Is there any way of speeding this up?

$ time python -c 'print "Hello"'
Hello

real    0m0.030s
user    0m0.018s
sys 0m0.010s

$ time julia -e 'println("Hello")'
Hello

real    0m4.614s
user    0m4.644s
sys 0m0.116s

ADDENDUM: Here is a quote from one of the Julia authors last year. Was there some difficulty with this strategy?

Most of Julia is written in itself, then parsed, type-inferred and jitted, so bootstrapping the entire system from scratch takes some 15-20 seconds. To make it faster, we have a staged system where we parse, type-infer, and then cache a serialized version of the type-inferred AST in the file sys.ji. This file is then loaded and used to run the system when you run julia. No LLVM code or machine code is cached in sys.ji, however, so all the LLVM jitting still needs to be done every time julia starts up, which therefore takes about 2 seconds.

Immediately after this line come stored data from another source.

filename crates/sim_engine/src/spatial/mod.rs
//! Spatial grid data structures
//!
//! Maps discretized 3D positions to at most one game object per cell.
//! Three interchangeable variants trade lookup cost against how strictly
//! a cell keeps its occupant:
//!
//! - [`PackedKeyIndex`]: flat map, metadata folded into the key
//! - [`LinearIndex`]: list scan, exact coordinates
//! - [`TreeIndex`]: nested maps, first writer wins

mod grid;
mod index;
mod linear;
mod packed;
mod tree;

pub use grid::{Grid, IndexKind};
pub use index::{GridEntry, SpatialIndex};
pub use linear::LinearIndex;
pub use packed::{pack_key, PackedKeyIndex};
pub use tree::TreeIndex;
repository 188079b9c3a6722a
//! Grid strategy selected at construction time

use serde::{Deserialize, Serialize};
use std::collections::HashSet;

use super::index::{GridEntry, SpatialIndex};
use super::linear::LinearIndex;
use super::packed::PackedKeyIndex;
use super::tree::TreeIndex;
use crate::foundation::math::Vec3;
use crate::scene::ObjectId;

/// Which spatial index variant backs a [`Grid`]
#[derive(Debug, Clone, Copy, PartialEq, Eq, Hash, Default, Serialize, Deserialize)]
pub enum IndexKind {
    /// Flat map over packed coordinate + metadata keys
    #[default]
    Packed,
    /// Unordered list, exact coordinate scan
    Linear,
    /// Nested x → y → z maps, first writer wins
    Tree,
}

/// A spatial index of one of the three kinds
#[derive(Debug)]
pub enum Grid {
    /// See [`PackedKeyIndex`]
    Packed(PackedKeyIndex),
    /// See [`LinearIndex`]
    Linear(LinearIndex),
    /// See [`TreeIndex`]
    Tree(TreeIndex),
}

impl Grid {
    /// Create an empty grid of the given kind
    pub fn new(kind: IndexKind) -> Self {
        match kind {
            IndexKind::Packed => Self::Packed(PackedKeyIndex::new()),
            IndexKind::Linear => Self::Linear(LinearIndex::new()),
            IndexKind::Tree => Self::Tree(TreeIndex::new()),
        }
    }

    /// The variant backing this grid
    pub fn kind(&self) -> IndexKind {
        match self {
            Self::Packed(_) => IndexKind::Packed,
            Self::Linear(_) => IndexKind::Linear,
            Self::Tree(_) => IndexKind::Tree,
        }
    }

    fn inner(&self) -> &dyn SpatialIndex {
        match self {
            Self::Packed(index) => index,
            Self::Linear(index) => index,
            Self::Tree(index) => index,
        }
    }
}

impl Default for Grid {
    fn default() -> Self {
        Self::new(IndexKind::default())
    }
}

impl SpatialIndex for Grid {
    fn get_tagged(&self, coord: Vec3, metadata: u16) -> Option<ObjectId> {
        self.inner().get_tagged(coord, metadata)
    }

    fn get(&self, coord: Vec3) -> Option<ObjectId> {
        self.inner().get(coord)
    }

    fn set(&self, coord: Vec3, entry: GridEntry) {
        self.inner().set(coord, entry);
    }

    fn clear(&self) {
        self.inner().clear();
    }

    fn enumerate(&self) -> HashSet<ObjectId> {
        self.inner().enumerate()
    }

    fn len(&self) -> usize {
        self.inner().len()
    }
}
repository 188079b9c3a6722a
//! Game objects: a transform plus optional collision and physics capabilities

use slotmap::new_key_type;

use crate::foundation::math::{Transform, Vec3};
use crate::physics::{ColliderComponent, PhysicsBody};

new_key_type! {
    /// Stable identifier of a game object inside a [`World`](super::World)
    pub struct ObjectId;
}

/// Opaque handle to something a renderer knows how to draw
#[derive(Debug, Clone, Copy, PartialEq, Eq, Hash)]
pub struct RenderHandle(pub u32);

/// A simulated object
///
/// Owns its transform exclusively. Collider and physics body are optional
/// capabilities; other systems reach them through the read-only accessors.
#[derive(Debug, Default)]
pub struct GameObject {
    /// Spatial state
    pub transform: Transform,

    /// Classification tag, also folded into packed grid keys
    pub metadata: u16,

    collider: Option<ColliderComponent>,
    body: Option<PhysicsBody>,
    renderables: Vec<RenderHandle>,
}

impl GameObject {
    /// Create an object with the given transform and no capabilities
    pub fn new(transform: Transform) -> Self {
        Self {
            transform,
            ..Default::default()
        }
    }

    /// Create an object at a position
    pub fn at(position: Vec3) -> Self {
        Self::new(Transform::from_position(position))
    }

    /// Set the metadata tag
    pub fn with_metadata(mut self, metadata: u16) -> Self {
        self.metadata = metadata;
        self
    }

    /// Attach a collider
    pub fn with_collider(mut self, collider: ColliderComponent) -> Self {
        self.collider = Some(collider);
        self
    }

    /// Attach a physics body
    pub fn with_body(mut self, body: PhysicsBody) -> Self {
        self.body = Some(body);
        self
    }

    /// Attach a renderable handle
    pub fn with_renderable(mut self, handle: RenderHandle) -> Self {
        self.renderables.push(handle);
        self
    }

    /// Current position
    pub fn position(&self) -> Vec3 {
        self.transform.position
    }

    /// The collider, if any
    pub fn collider(&self) -> Option<&ColliderComponent> {
        self.collider.as_ref()
    }

    /// Mutable collider access
    pub fn collider_mut(&mut self) -> Option<&mut ColliderComponent> {
        self.collider.as_mut()
    }

    /// The physics body, if any
    pub fn body(&self) -> Option<&PhysicsBody> {
        self.body.as_ref()
    }

    /// Mutable physics body access
    pub fn body_mut(&mut self) -> Option<&mut PhysicsBody> {
        self.body.as_mut()
    }

    /// Renderable handles owned by this object
    pub fn renderables(&self) -> &[RenderHandle] {
        &self.renderables
    }
}
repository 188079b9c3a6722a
//! Foundation module - Core utilities and types
//!
//! This module provides fundamental utilities used throughout the engine:
//! - Math types and operations
//! - Time management
//! - Logging utilities

pub mod math;
pub mod time;
pub mod logging;
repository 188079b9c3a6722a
//! World: owns the game objects and the grid that indexes them

use slotmap::SlotMap;

use super::game_object::{GameObject, ObjectId, RenderHandle};
use crate::foundation::math::Transform;
use crate::spatial::{Grid, GridEntry, IndexKind, SpatialIndex};

/// Storage for every object in a world
pub type ObjectMap = SlotMap<ObjectId, GameObject>;

/// Container for game objects
///
/// Objects are inserted into the grid at their position when spawned. The
/// grid is not re-keyed as objects move unless [`World::reindex`] is called.
#[derive(Debug)]
pub struct World {
    objects: ObjectMap,
    grid: Grid,
}

impl World {
    /// Create an empty world backed by the given index kind
    pub fn new(kind: IndexKind) -> Self {
        Self {
            objects: ObjectMap::with_key(),
            grid: Grid::new(kind),
        }
    }

    /// Add an object and index it at its current position
    pub fn spawn(&mut self, object: GameObject) -> ObjectId {
        let position = object.position();
        let metadata = object.metadata;
        let id = self.objects.insert(object);
        self.grid.set(position, GridEntry::new(id, metadata));
        log::debug!("Spawned object {:?} (metadata {}) at {:?}", id, metadata, position);
        id
    }

    /// Look up an object
    pub fn get(&self, id: ObjectId) -> Option<&GameObject> {
        self.objects.get(id)
    }

    /// Mutable object lookup
    pub fn get_mut(&mut self, id: ObjectId) -> Option<&mut GameObject> {
        self.objects.get_mut(id)
    }

    /// All objects
    pub fn objects(&self) -> &ObjectMap {
        &self.objects
    }

    /// Object identifiers in storage order
    pub fn ids(&self) -> Vec<ObjectId> {
        self.objects.keys().collect()
    }

    /// The spatial index
    pub fn grid(&self) -> &Grid {
        &self.grid
    }

    /// Number of objects
    pub fn len(&self) -> usize {
        self.objects.len()
    }

    /// Whether the world has no objects
    pub fn is_empty(&self) -> bool {
        self.objects.is_empty()
    }

    /// Clear the grid and insert every object at its current position
    pub fn reindex(&self) {
        self.grid.clear();
        for (id, object) in &self.objects {
            self.grid.set(object.position(), GridEntry::new(id, object.metadata));
        }
    }

    /// Renderables reachable from the indexed objects
    pub fn visible<'a>(&'a self, camera: Option<&Transform>) -> impl Iterator<Item = RenderHandle> + 'a {
        self.grid.visible(&self.objects, camera)
    }
}

impl Default for World {
    fn default() -> Self {
        Self::new(IndexKind::default())
    }
}

#[cfg(test)]
mod tests {
    use super::*;
    use crate::foundation::math::Vec3;
    use std::collections::HashSet;

    #[test]
    fn test_spawn_indexes_object() {
        let mut world = World::new(IndexKind::Tree);
        let id = world.spawn(GameObject::at(Vec3::new(2.0, 3.0, 0.0)));

        assert_eq!(world.grid().get(Vec3::new(2.0, 3.0, 0.0)), Some(id));
        assert_eq!(world.len(), 1);
    }

    #[test]
    fn test_spawn_uses_object_metadata() {
        let mut world = World::new(IndexKind::Packed);
        let id = world.spawn(GameObject::at(Vec3::new(1.0, 1.0, 0.0)).with_metadata(6));

        assert_eq!(world.grid().get(Vec3::new(1.0, 1.0, 0.0)), None);
        assert_eq!(world.grid().get_tagged(Vec3::new(1.0, 1.0, 0.0), 6), Some(id));
    }

    #[test]
    fn test_reindex_follows_moves() {
        let mut world = World::new(IndexKind::Linear);
        let id = world.spawn(GameObject::at(Vec3::zeros()));

        if let Some(object) = world.get_mut(id) {
            object.transform.position = Vec3::new(5.0, 0.0, 0.0);
        }
        assert_eq!(world.grid().get(Vec3::new(5.0, 0.0, 0.0)), None);

        world.reindex();
        assert_eq!(world.grid().get(Vec3::new(5.0, 0.0, 0.0)), Some(id));
        assert_eq!(world.grid().get(Vec3::zeros()), None);
    }

    #[test]
    fn test_visible_collects_renderables() {
        let mut world = World::default();
        world.spawn(
            GameObject::at(Vec3::zeros())
                .with_renderable(RenderHandle(1))
                .with_renderable(RenderHandle(2)),
        );
        world.spawn(GameObject::at(Vec3::new(4.0, 0.0, 0.0)).with_renderable(RenderHandle(3)));
        world.spawn(GameObject::at(Vec3::new(8.0, 0.0, 0.0)));

        let visible: HashSet<RenderHandle> = world.visible(None).collect();

        assert_eq!(visible, HashSet::from([RenderHandle(1), RenderHandle(2), RenderHandle(3)]));
    }
}
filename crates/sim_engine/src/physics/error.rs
//! Physics error types

use thiserror::Error;

use crate::scene::ObjectId;

/// Errors raised while resolving physics
#[derive(Error, Debug, Clone, PartialEq)]
pub enum PhysicsError {
    /// Resolution needed a mass ratio above one, i.e. the active body is
    /// heavier than the body it hit. That branch is not supported.
    #[error("Unsupported mass ratio {ratio} resolving {object:?} against {other:?}")]
    MassRatioInversion {
        /// The body being ticked
        object: ObjectId,
        /// The body it collided with
        other: ObjectId,
        /// `1 / (other_mass / mass)`
        ratio: f32,
    },

    /// A body taking part in a contact has a mass that cannot be divided by
    #[error("Invalid mass {mass} on {object:?}")]
    InvalidMass {
        /// The body with the bad mass
        object: ObjectId,
        /// Its mass
        mass: f32,
    },
}
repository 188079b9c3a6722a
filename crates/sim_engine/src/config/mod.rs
//! Configuration system

use std::path::Path;

pub use serde::{Deserialize, Serialize};

/// Configuration trait
///
/// Anything serde can read and write gets file loading for free; the
/// format is picked from the file extension.
pub trait Config: Serialize + for<'de> Deserialize<'de> + Default {
    /// Load configuration from file
    fn load_from_file(path: impl AsRef<Path>) -> Result<Self, ConfigError> {
        let path = path.as_ref();
        let format = Format::of(path)?;
        let contents = std::fs::read_to_string(path).map_err(ConfigError::Io)?;

        match format {
            Format::Toml => toml::from_str(&contents).map_err(|e| ConfigError::Parse(e.to_string())),
            Format::Ron => ron::from_str(&contents).map_err(|e| ConfigError::Parse(e.to_string())),
        }
    }

    /// Save configuration to file
    fn save_to_file(&self, path: impl AsRef<Path>) -> Result<(), ConfigError> {
        let path = path.as_ref();
        let contents = match Format::of(path)? {
            Format::Toml => {
                toml::to_string_pretty(self).map_err(|e| ConfigError::Serialize(e.to_string()))?
            }
            Format::Ron => ron::ser::to_string_pretty(self, ron::ser::PrettyConfig::default())
                .map_err(|e| ConfigError::Serialize(e.to_string()))?,
        };

        std::fs::write(path, contents).map_err(ConfigError::Io)
    }
}

enum Format {
    Toml,
    Ron,
}

impl Format {
    fn of(path: &Path) -> Result<Self, ConfigError> {
        match path.extension().and_then(|ext| ext.to_str()) {
            Some("toml") => Ok(Self::Toml),
            Some("ron") => Ok(Self::Ron),
            _ => Err(ConfigError::UnsupportedFormat(path.display().to_string())),
        }
    }
}

/// Configuration errors
#[derive(thiserror::Error, Debug)]
pub enum ConfigError {
    /// IO error
    #[error("IO error: {0}")]
    Io(#[from] std::io::Error),

    /// Parse error
    #[error("Parse error: {0}")]
    Parse(String),

    /// Serialization error
    #[error("Serialization error: {0}")]
    Serialize(String),

    /// Unsupported format
    #[error("Unsupported format: {0}")]
    UnsupportedFormat(String),

    /// Values parsed but make no sense together
    #[error("Invalid configuration: {0}")]
    Invalid(String),
}
//! Time management utilities

use std::time::{Duration, Instant};

/// Fixed-interval tick timer
///
/// Keeps an absolute deadline that advances by one interval per tick, so
/// the time a tick spends working does not push later ticks back. Also
/// measures how long the last tick-to-tick interval actually took.
pub struct TickTimer {
    interval: Duration,
    next_tick: Instant,
    last_tick: Option<Instant>,
    delta: Duration,
    tick_count: u64,
}

impl TickTimer {
    /// Create a timer for the given interval; the first tick is due now
    pub fn new(interval: Duration) -> Self {
        Self {
            interval,
            next_tick: Instant::now(),
            last_tick: None,
            delta: Duration::ZERO,
            tick_count: 0,
        }
    }

    /// Record that a tick is starting and move the deadline on by one interval.
    ///
    /// After an overrun the deadline restarts from now rather than firing a
    /// burst of late ticks.
    pub fn mark_tick(&mut self) {
        let now = Instant::now();
        if let Some(last) = self.last_tick {
            self.delta = now.duration_since(last);
        }
        self.last_tick = Some(now);
        self.tick_count += 1;

        self.next_tick += self.interval;
        if self.next_tick < now {
            self.next_tick = now + self.interval;
        }
    }

    /// Time remaining until the next tick is due (zero when overdue)
    pub fn until_next_tick(&self) -> Duration {
        self.next_tick.saturating_duration_since(Instant::now())
    }

    /// Measured time between the starts of the last two ticks
    pub fn delta(&self) -> Duration {
        self.delta
    }

    /// Number of ticks recorded so far
    pub fn tick_count(&self) -> u64 {
        self.tick_count
    }

    /// Configured interval
    pub fn interval(&self) -> Duration {
        self.interval
    }
}

/// Simple stopwatch for measuring elapsed time
pub struct Stopwatch {
    start_time: Option<Instant>,
    elapsed: Duration,
}

impl Default for Stopwatch {
    fn default() -> Self {
        Self::new()
    }
}

impl Stopwatch {
    /// Create a new stopped stopwatch
    pub fn new() -> Self {
        Self {
            start_time: None,
            elapsed: Duration::ZERO,
        }
    }

    /// Create a new stopwatch and start it immediately
    pub fn start_new() -> Self {
        let mut stopwatch = Self::new();
        stopwatch.start();
        stopwatch
    }

    /// Start the stopwatch
    pub fn start(&mut self) {
        self.start_time = Some(Instant::now());
    }

    /// Stop the stopwatch and accumulate elapsed time
    pub fn stop(&mut self) {
        if let Some(start) = self.start_time {
            self.elapsed += start.elapsed();
            self.start_time = None;
        }
    }

    /// Total elapsed time, including the running segment
    pub fn elapsed(&self) -> Duration {
        self.elapsed + self.start_time.map_or(Duration::ZERO, |start| start.elapsed())
    }
}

This 2-second startup delay is quite annoying and we have a plan for fixing it. The basic plan is to be able to compile whole Julia programs to binaries: either executables that can be run or .so/.dylib shared libraries that can be called from other programs as though they were simply shared C libraries. The startup time for a binary will be like any other C program, so the 2-second startup delay will vanish.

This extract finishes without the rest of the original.